Deixava-se candeia de azeite ou candeeiro a petróleo aceso toda a noite, a torcida baixa, para que os nossos mortos, de volta ao lar, o não encontrassem às escuras, ou para que a luz débil os impedisse de nos assustar com a sua presença, só visível no escuro, suponho.

Acabaram candeias e candeeiros a petróleo, as velhas habitações foram abandonadas, hoje muda-se de casa como de camisa – onde podem os defuntos visitar os entes queridos, na única noite do ano em que tal lhes é permitido? 

(*2 de Novembro)

Halloween

Acabam de me tocar a campainha: dois vultos negros, a dizer Travessuras ou gostosuras. Não percebo. Repetem.
-- Não sou dessa religião, voltem amanhã, que é o Dia de Todos os Santos!
(Este meu feitio de velho ranzinza!)

Um par de botas


Aí por 1970, pobre mulher, de preto do lenço aos pés metidos em tamancos largueirões, entrou em sapataria da vila, a comprar calçado para o filho. 
A cada prova, pede outro par: -- Maiorzinho, que o pé está a crescer!
Tanto se repete a cena que às tantas o vendedor, exasperado, lhe sugere:
-- Minha senhora, porque é que lhe não compra umas botas 44, guarda-as debaixo da cama, que assim o moço ainda tem calçado quando for para a tropa?

quinta-feira, 27 de outubro de 2016

Montes, 1964

Sobre o pó das estradas, ou a lama, ou poças de água, mulheres e crianças andavam descalças. Eu levava sapatos para a escola, mas logo à saída me descalçava.
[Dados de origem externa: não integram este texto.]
//! Full-system order lifecycle tests: placement, stock accounting,
//! cancellation, quantity updates, payment, and session demarcation,
//! everything driven through the running system's client handle.

use rust_decimal::Decimal;

use maitred::clients::PlaceOrder;
use maitred::ledger;
use maitred::lifecycle::RestaurantSystem;
use maitred::model::{OrderId, OrderItemId};
use maitred::receipt;
use maitred::store::{Database, NewOffering};

/// One offering, "Margherita", price 9.00, stock 5.
fn menu() -> Database {
    let mut db = Database::new();
    db.insert_offering(NewOffering {
        name: "Margherita".to_string(),
        description: Some("The classic".to_string()),
        price: Decimal::new(900, 2),
        category_id: None,
        recommended: true,
        quantity: 5,
    })
    .unwrap();
    db
}

fn place(order_id: u64, quantity: u32) -> PlaceOrder {
    PlaceOrder {
        order_id: OrderId(order_id),
        item_name: "Margherita".to_string(),
        quantity,
        special_instructions: None,
        ingredients_to_exclude: Vec::new(),
    }
}

/// Pull the order item id out of a placement confirmation.
fn placed_item_id(message: &str) -> OrderItemId {
    let marker = "(Order Item ID: ";
    let start = message.find(marker).expect("placement message carries the item id") + marker.len();
    let end = message[start..].find(')').unwrap() + start;
    OrderItemId(message[start..end].parse().unwrap())
}

#[tokio::test]
async fn placement_decrements_stock_and_starts_pending() {
    let system = RestaurantSystem::start(menu()).await.unwrap();
    let client = system.client();

    let message = client.place_order(place(1, 3)).await.unwrap();
    assert!(message.contains("Successfully placed order for 3 x 'Margherita'"));
    let item_id = placed_item_id(&message);

    let receipt = client.receipt(OrderId(1), None, false, true).await.unwrap();
    assert_eq!(receipt.items.len(), 1);
    assert_eq!(receipt.items[0].order_item_id, item_id.0);
    assert_eq!(receipt.items[0].quantity, 3);
    assert_eq!(receipt.items[0].status.as_deref(), Some("pending"));

    // Stock went 5 -> 2: an oversized follow-up names the remainder.
    let refused = client.place_order(place(1, 10)).await.unwrap();
    assert!(refused.contains("only 2 in stock"));

    system.shutdown().await;
}

#[tokio::test]
async fn oversized_order_leaves_no_trace() {
    let system = RestaurantSystem::start(menu()).await.unwrap();
    let client = system.client();

    let refused = client.place_order(place(1, 10)).await.unwrap();
    assert!(refused.contains("only 5 in stock"));

    let receipt = client.receipt(OrderId(1), None, true, false).await.unwrap();
    assert!(receipt.items.is_empty());

    system.shutdown().await;
}

#[tokio::test]
async fn cancellation_restores_stock_and_is_idempotent() {
    let system = RestaurantSystem::start(menu()).await.unwrap();
    let client = system.client();

    let message = client.place_order(place(1, 3)).await.unwrap();
    let item_id = placed_item_id(&message);

    let cancelled = client.cancel_order_item(item_id).await.unwrap();
    assert!(cancelled.contains("has been successfully cancelled"));

    // Stock is back to 5; an order for all 5 now fits.
    let refill = client.place_order(place(2, 5)).await.unwrap();
    assert!(refill.contains("Successfully placed order for 5"));

    // The second cancel reports the status and credits nothing.
    let again = client.cancel_order_item(item_id).await.unwrap();
    assert!(again.contains("cannot be cancelled as its status is 'cancelled'"));
    let refused = client.place_order(place(3, 1)).await.unwrap();
    assert!(refused.contains("only 0 in stock"));

    system.shutdown().await;
}

#[tokio::test]
async fn cancelling_an_unknown_item_is_a_hard_error() {
    let system = RestaurantSystem::start(menu()).await.unwrap();
    let client = system.client();

    let error = client.cancel_order_item(OrderItemId(99)).await.unwrap_err();
    assert_eq!(error.to_string(), "Order Item with ID 99 not found.");

    system.shutdown().await;
}

#[tokio::test]
async fn pending_quantity_update_moves_the_delta() {
    let system = RestaurantSystem::start(menu()).await.unwrap();
    let client = system.client();

    let message = client.place_order(place(1, 3)).await.unwrap();
    let item_id = placed_item_id(&message);

    let updated = client.update_order_item_quantity(item_id, 5).await.unwrap();
    assert!(updated.contains("Successfully updated quantity for item"));

    let receipt = client.receipt(OrderId(1), None, false, false).await.unwrap();
    assert_eq!(receipt.items[0].quantity, 5);

    // All stock is now held by the item.
    let refused = client.place_order(place(2, 1)).await.unwrap();
    assert!(refused.contains("only 0 in stock"));

    system.shutdown().await;
}

#[tokio::test]
async fn quantity_update_on_a_paid_item_appends_a_fresh_one() {
    let system = RestaurantSystem::start(menu()).await.unwrap();
    let client = system.client();

    let message = client.place_order(place(1, 3)).await.unwrap();
    let item_id = placed_item_id(&message);
    client.payment(OrderId(1), None).await.unwrap();

    // The paid item is out of pending; updating re-places instead.
    let updated = client.update_order_item_quantity(item_id, 2).await.unwrap();
    assert!(updated.contains("Successfully placed order for 2 x 'Margherita'"));

    let receipt = client.receipt(OrderId(1), None, true, true).await.unwrap();
    assert_eq!(receipt.items.len(), 2);
    assert_eq!(receipt.items[0].order_item_id, item_id.0);
    assert_eq!(receipt.items[0].quantity, 3);
    assert_eq!(receipt.items[0].status.as_deref(), Some("paid"));
    assert_eq!(receipt.items[1].quantity, 2);
    assert_eq!(receipt.items[1].status.as_deref(), Some("pending"));

    system.shutdown().await;
}

#[tokio::test]
async fn payment_reports_counts_and_idempotence_distinctly() {
    let system = RestaurantSystem::start(menu()).await.unwrap();
    let client = system.client();

    client.place_order(place(1, 1)).await.unwrap();
    client.place_order(place(1, 2)).await.unwrap();

    let paid = client.payment(OrderId(1), None).await.unwrap();
    assert_eq!(paid, "Payment successful. 2 item(s) marked as paid.");

    let again = client.payment(OrderId(1), None).await.unwrap();
    assert_eq!(again, "All specified items were already paid.");

    let nothing = client.payment(OrderId(9), None).await.unwrap();
    assert_eq!(nothing, "No items found for the given criteria.");

    system.shutdown().await;
}

#[tokio::test]
async fn receipt_total_sums_unit_prices() {
    let system = RestaurantSystem::start(menu()).await.unwrap();
    let client = system.client();

    client.place_order(place(1, 3)).await.unwrap();
    client.place_order(place(1, 1)).await.unwrap();

    let receipt = client.receipt(OrderId(1), None, false, false).await.unwrap();
    // Two rows at 9.00 each; quantities are deliberately not multiplied in.
    assert_eq!(receipt.total, Decimal::new(1800, 2));

    system.shutdown().await;
}

#[tokio::test]
async fn session_start_archives_previous_terminal_statuses() {
    // A previous session left three paid items behind.
    let mut db = menu();
    let now = chrono::Utc::now();
    ledger::place_order(&mut db, OrderId(1), "Margherita", 1, None, &[], now).unwrap();
    ledger::place_order(&mut db, OrderId(1), "Margherita", 1, None, &[], now).unwrap();
    ledger::place_order(&mut db, OrderId(1), "Margherita", 1, None, &[], now).unwrap();
    receipt::payment(&mut db, OrderId(1), None, now);
    ledger::place_order(&mut db, OrderId(1), "Margherita", 2, None, &[], now).unwrap();

    let system = RestaurantSystem::start(db).await.unwrap();
    let client = system.client();

    // The three paid items became paid-completed and are gone from the
    // receipt even with include_paid; the fresh pending item survives.
    let receipt = client.receipt(OrderId(1), None, true, true).await.unwrap();
    assert_eq!(receipt.items.len(), 1);
    assert_eq!(receipt.items[0].quantity, 2);
    assert_eq!(receipt.items[0].status.as_deref(), Some("pending"));

    system.shutdown().await;
}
O calçado, feito por medida no sapateiro da terra, era pesado, rígido dos protectores de ferro e cardas, e era desconfortável.
Era a liberdade nos pés, era a ligeireza, sempre fundamental para fugir de rapazola que me quisesse puxar as orelhas por lhe ter gritado a alcunha, ou de grupo que me quisesse “contar as velhas” – parvoíce muito em uso que consistia em agarrar rapazinho, deitá-lo ao chão, baixar-lhe calças e ceroulas, expor as suas misérias ao escárnio de raparigas de passagem, e sepultar a pobre gaita debaixo de bom punhado de terra.
Os pés descalços estavam expostos às agressões dos caminhos: topadas em pedras que rebentavam a cabeça dos dedos, espinhos, pregos, vidros que os laceravam… E o tratamento era terrível, autêntica tortura, aplicada por mãe desesperada, que outro remédio não conhecia, a criança que berrava e fugia: escaldar a ferida. Isso mesmo: meter o pé em água fervente, ou pingar azeite a ferver sobre o buraco infectado do espinho que acabava de ser extraído.
Sou desse tempo. Quase sempre às portas da morte: lombrigas, infecções, gripes constantes, sarampo, tosse convulsa, que me fazia ver luzes na escuridão do quarto quando tossia os pulmões, diarreias de caixão à cova, icterícia… Mas nunca tive piolhos, nem tinha, e só vi percevejos na asseada Lisboa.
Fui tratado, quase sempre, com a “medicina popular”. Dolorosa, fedorenta, ineficaz. Conheci demasiado bem o “mercúrio”, a tintura de iodo, a tintura de mostarda, o bálsamo, a aguardente com açúcar queimada e abafada, os escaldões, a enxúndia, as rezas. E depois, viva o progresso, vieram as sulfamidas, o Vick Vaporub, os rebuçados do Dr. Bayard, a aspirina… Mas esses são outros tempos, de transição para a nossa modernidade – em que, paradoxalmente, abundam os saudosos desse Portugal imundo, subnutrido, rude, malcriado e, o que mais me espanta, da “medicina popular”. A esses, deixo as palavras de um dos grandes mestres da escrita:
“Oo geeraçom que depois veo, poboo bem aventuirado, que nom soube parte de tamtos malles, nem foi quinhoeiro de taaes padecimentos!” (Fernão Lopes, Crónica d’el-rei D. Joham I)
FOTO do velho Kodak do meu pai: o meu irmão em bebé, eu mais atrás, a minha mãe, descalça; provavelmente 1964)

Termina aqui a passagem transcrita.